Porque los argentinos, aunque no siempre nos mostremos ni nos vean de este modo, somos pacientes, extremadamente pacientes. Tanto que tenemos una consigna, un valor (¿o disvalor? Es para pensarlo), que no es otra que “El aguante”. Los argentinos aguantamos.
¿Y qué aguantamos los argentinos? Respuesta: a nosotros mismos. A nadie más, porque los demás, los otros, no somos nosotros y, lo que hagamos nosotros, será respetado por los demás en tanto nos sepamos respetar.
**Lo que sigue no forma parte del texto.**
//! Cell styling types
//!
//! A [`CellStyle`] is an open property bag: every property is optional and an
//! absent property inherits from the next lower layer of the cascade. The
//! bag is ordered by [`StyleKey`] so two equal styles always print the same
//! canonical key, which is what [`StyleInterner`] deduplicates on.

mod alignment;
mod border;
mod color;
pub mod interner;
pub mod runs;

pub use alignment::{HorizontalAlignment, VerticalAlignment};
pub use border::{BorderEdge, BorderLineStyle};
pub use color::Color;
pub use interner::StyleInterner;
pub use runs::{compress_cell_styles, expand_cell_styles, StyleRunRecord};

use std::collections::BTreeMap;
use std::fmt;

/// A formatting property
#[derive(Debug, Clone, Copy, PartialEq, Eq, PartialOrd, Ord, Hash)]
#[cfg_attr(feature = "serde", derive(serde::Serialize, serde::Deserialize))]
#[cfg_attr(feature = "serde", serde(rename_all = "snake_case"))]
pub enum StyleKey {
    Fill,
    TextColor,
    Bold,
    Italic,
    Underline,
    Strikethrough,
    FontName,
    FontSize,
    NumberFormat,
    HorizontalAlignment,
    VerticalAlignment,
    WrapText,
    BorderTop,
    BorderRight,
    BorderBottom,
    BorderLeft,
}

impl StyleKey {
    /// Every key, in canonical order
    pub const ALL: [StyleKey; 16] = [
        StyleKey::Fill,
        StyleKey::TextColor,
        StyleKey::Bold,
        StyleKey::Italic,
        StyleKey::Underline,
        StyleKey::Strikethrough,
        StyleKey::FontName,
        StyleKey::FontSize,
        StyleKey::NumberFormat,
        StyleKey::HorizontalAlignment,
        StyleKey::VerticalAlignment,
        StyleKey::WrapText,
        StyleKey::BorderTop,
        StyleKey::BorderRight,
        StyleKey::BorderBottom,
        StyleKey::BorderLeft,
    ];

    /// Stable property name
    pub fn name(&self) -> &'static str {
        match self {
            StyleKey::Fill => "fill",
            StyleKey::TextColor => "text_color",
            StyleKey::Bold => "bold",
            StyleKey::Italic => "italic",
            StyleKey::Underline => "underline",
            StyleKey::Strikethrough => "strikethrough",
            StyleKey::FontName => "font_name",
            StyleKey::FontSize => "font_size",
            StyleKey::NumberFormat => "number_format",
            StyleKey::HorizontalAlignment => "horizontal_alignment",
            StyleKey::VerticalAlignment => "vertical_alignment",
            StyleKey::WrapText => "wrap_text",
            StyleKey::BorderTop => "border_top",
            StyleKey::BorderRight => "border_right",
            StyleKey::BorderBottom => "border_bottom",
            StyleKey::BorderLeft => "border_left",
        }
    }
}

impl fmt::Display for StyleKey {
    fn fmt(&self, f: &mut fmt::Formatter<'_>) -> fmt::Result {
        f.write_str(self.name())
    }
}

/// The value of one formatting property
#[derive(Debug, Clone, PartialEq, Eq, Hash)]
#[cfg_attr(feature = "serde", derive(serde::Serialize, serde::Deserialize))]
#[cfg_attr(feature = "serde", serde(rename_all = "snake_case"))]
pub enum StyleValue {
    /// On/off properties (bold, italic, wrap, ...)
    Flag(bool),
    /// Fill and text colors
    Color(Color),
    /// Font name and number format
    Text(String),
    /// Font size in hundredths of a point
    Size(u32),
    /// Horizontal alignment
    Horizontal(HorizontalAlignment),
    /// Vertical alignment
    Vertical(VerticalAlignment),
    /// One border edge
    Border(BorderEdge),
}

impl StyleValue {
    /// The color carried by this value, if any
    pub fn as_color(&self) -> Option<Color> {
        match self {
            StyleValue::Color(c) => Some(*c),
            _ => None,
        }
    }

    /// The flag carried by this value, if any
    pub fn as_flag(&self) -> Option<bool> {
        match self {
            StyleValue::Flag(b) => Some(*b),
            _ => None,
        }
    }
}

impl fmt::Display for StyleValue {
    fn fmt(&self, f: &mut fmt::Formatter<'_>) -> fmt::Result {
        match self {
            StyleValue::Flag(b) => write!(f, "{}", b),
            StyleValue::Color(c) => write!(f, "{}", c),
            StyleValue::Text(s) => write!(f, "{:?}", s),
            StyleValue::Size(s) => write!(f, "{}", s),
            StyleValue::Horizontal(h) => write!(f, "{:?}", h),
            StyleValue::Vertical(v) => write!(f, "{:?}", v),
            StyleValue::Border(b) => write!(f, "{}", b),
        }
    }
}

/// A partial cell style
///
/// # Example
///
/// ```rust
/// use lattice_sheets_core::style::{CellStyle, Color, StyleKey};
///
/// let header = CellStyle::new().bold(true).fill(Color::YELLOW);
/// let row = CellStyle::new().fill(Color::GRAY);
///
/// // Later wins per key
/// let resolved = row.merged_with(&header);
/// assert_eq!(resolved.color(StyleKey::Fill), Some(Color::YELLOW));
/// ```
#[derive(Debug, Clone, PartialEq, Eq, Hash, Default)]
#[cfg_attr(feature = "serde", derive(serde::Serialize, serde::Deserialize))]
#[cfg_attr(feature = "serde", serde(transparent))]
pub struct CellStyle {
    props: BTreeMap<StyleKey, StyleValue>,
}

impl CellStyle {
    /// Create an empty style
    pub fn new() -> Self {
        Self::default()
    }

    /// Check if no property is set
    pub fn is_empty(&self) -> bool {
        self.props.is_empty()
    }

    /// Number of properties set
    pub fn len(&self) -> usize {
        self.props.len()
    }

    /// Get a property value
    pub fn get(&self, key: StyleKey) -> Option<&StyleValue> {
        self.props.get(&key)
    }

    /// Check whether a property is set
    pub fn contains(&self, key: StyleKey) -> bool {
        self.props.contains_key(&key)
    }

    /// Color-valued property
    pub fn color(&self, key: StyleKey) -> Option<Color> {
        self.get(key).and_then(StyleValue::as_color)
    }

    /// Flag-valued property
    pub fn flag(&self, key: StyleKey) -> Option<bool> {
        self.get(key).and_then(StyleValue::as_flag)
    }

    /// Set a property, returning the previous value
    pub fn set(&mut self, key: StyleKey, value: StyleValue) -> Option<StyleValue> {
        self.props.insert(key, value)
    }

    /// Remove a property
    pub fn remove(&mut self, key: StyleKey) -> Option<StyleValue> {
        self.props.remove(&key)
    }

    /// Iterate over the set properties in canonical order
    pub fn iter(&self) -> impl Iterator<Item = (StyleKey, &StyleValue)> {
        self.props.iter().map(|(k, v)| (*k, v))
    }

    /// The set property keys in canonical order
    pub fn keys(&self) -> impl Iterator<Item = StyleKey> + '_ {
        self.props.keys().copied()
    }

    /// Builder: set a property
    pub fn with(mut self, key: StyleKey, value: StyleValue) -> Self {
        self.props.insert(key, value);
        self
    }

    /// Set fill color
    pub fn fill(self, color: Color) -> Self {
        self.with(StyleKey::Fill, StyleValue::Color(color))
    }

    /// Set text color
    pub fn text_color(self, color: Color) -> Self {
        self.with(StyleKey::TextColor, StyleValue::Color(color))
    }

    /// Set font to bold
    pub fn bold(self, bold: bool) -> Self {
        self.with(StyleKey::Bold, StyleValue::Flag(bold))
    }

    /// Set font to italic
    pub fn italic(self, italic: bool) -> Self {
        self.with(StyleKey::Italic, StyleValue::Flag(italic))
    }

    /// Underline text
    pub fn underline(self, underline: bool) -> Self {
        self.with(StyleKey::Underline, StyleValue::Flag(underline))
    }

    /// Strike through text
    pub fn strikethrough(self, strike: bool) -> Self {
        self.with(StyleKey::Strikethrough, StyleValue::Flag(strike))
    }

    /// Set font name
    pub fn font_name<S: Into<String>>(self, name: S) -> Self {
        self.with(StyleKey::FontName, StyleValue::Text(name.into()))
    }

    /// Set font size in points
    pub fn font_size(self, points: f64) -> Self {
        let size = (points.max(0.0) * 100.0).round() as u32;
        self.with(StyleKey::FontSize, StyleValue::Size(size))
    }

    /// Set number format string
    pub fn number_format<S: Into<String>>(self, format: S) -> Self {
        self.with(StyleKey::NumberFormat, StyleValue::Text(format.into()))
    }

    /// Set horizontal alignment
    pub fn horizontal_alignment(self, align: HorizontalAlignment) -> Self {
        self.with(StyleKey::HorizontalAlignment, StyleValue::Horizontal(align))
    }

    /// Set vertical alignment
    pub fn vertical_alignment(self, align: VerticalAlignment) -> Self {
        self.with(StyleKey::VerticalAlignment, StyleValue::Vertical(align))
    }

    /// Enable text wrapping
    pub fn wrap_text(self, wrap: bool) -> Self {
        self.with(StyleKey::WrapText, StyleValue::Flag(wrap))
    }

    /// Set one border edge; `key` must be one of the `Border*` keys
    pub fn border(self, key: StyleKey, edge: BorderEdge) -> Self {
        debug_assert!(matches!(
            key,
            StyleKey::BorderTop | StyleKey::BorderRight | StyleKey::BorderBottom | StyleKey::BorderLeft
        ));
        self.with(key, StyleValue::Border(edge))
    }

    /// Set all four border edges
    pub fn outline(self, edge: BorderEdge) -> Self {
        self.border(StyleKey::BorderTop, edge)
            .border(StyleKey::BorderRight, edge)
            .border(StyleKey::BorderBottom, edge)
            .border(StyleKey::BorderLeft, edge)
    }

    /// Layer `other` over `self`; properties set in `other` win
    pub fn overlay(&mut self, other: &CellStyle) {
        for (key, value) in &other.props {
            self.props.insert(*key, value.clone());
        }
    }

    /// Copy of `self` with `other` layered on top
    pub fn merged_with(&self, other: &CellStyle) -> CellStyle {
        let mut merged = self.clone();
        merged.overlay(other);
        merged
    }

    /// The properties of `self` whose value differs from `base`
    ///
    /// A property absent from `base` always differs.
    pub fn diff_from(&self, base: &CellStyle) -> CellStyle {
        let props = self
            .props
            .iter()
            .filter(|(key, value)| base.props.get(key) != Some(value))
            .map(|(key, value)| (*key, value.clone()))
            .collect();
        CellStyle { props }
    }

    /// Drop every listed property
    pub fn remove_keys<I>(&mut self, keys: I)
    where
        I: IntoIterator<Item = StyleKey>,
    {
        for key in keys {
            self.props.remove(&key);
        }
    }

    /// A string identifying this style; equal styles produce equal keys
    pub fn canonical_key(&self) -> String {
        let mut key = String::new();
        for (k, v) in &self.props {
            key.push_str(k.name());
            key.push('=');
            key.push_str(&v.to_string());
            key.push(';');
        }
        key
    }
}

impl fmt::Display for CellStyle {
    fn fmt(&self, f: &mut fmt::Formatter<'_>) -> fmt::Result {
        write!(f, "{{{}}}", self.canonical_key())
    }
}

impl FromIterator<(StyleKey, StyleValue)> for CellStyle {
    fn from_iter<T: IntoIterator<Item = (StyleKey, StyleValue)>>(iter: T) -> Self {
        CellStyle {
            props: iter.into_iter().collect(),
        }
    }
}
Hablé de conocimientos académicos. Los hubo. También de los otros, a veces más ricos. Con el tiempo fui conociendo y comprendiendo nuestra historia. Aún estoy en eso, ya que nunca se terminan estas cosas, siempre hay algo nuevo que aprender. También entendí que los procesos sociales, en todo sentido, tienen necesariamente su contexto y es en él que debemos analizarlos, si resulta que hacemos honor a la honestidad intelectual.

Pero parece que mi punto de vista no es compartido por algunos connacionales. Así, frente al conflicto o el choque de intereses (por caso, qué hacer con las dichosas vacas, los granos, etc.), se persiste en dividir, chocar, doblegar. Hay odio en el ambiente. Y, sinceramente, no puedo comprender la pertinaz insistencia en intentar reinstalar odios del pasado, cuando –precisamente- son del pasado, se dieron en otro contexto y, encima, nos bañaron de sangre y dolor. Hoy, no mañana, tenemos la necesidad de resolver otros, nuevos, problemas. No hay tiempo que perder.

Es incomprensible que, como ha comentado el periodista Joaquín Morales Solá, en vez de hacer honor al concepto chino de crisis, en tanto oportunidad, fabriquemos una crisis desde la oportunidad. Es muy loco, en todo caso insensato.

Es posible que peque por inocente. Así y todo espero, deseo y creo que al final de esta obra de teatro de enredos que supimos concebir, aparecerán los equilibrios, aún a pesar de sus actores. Los pacientes somos más.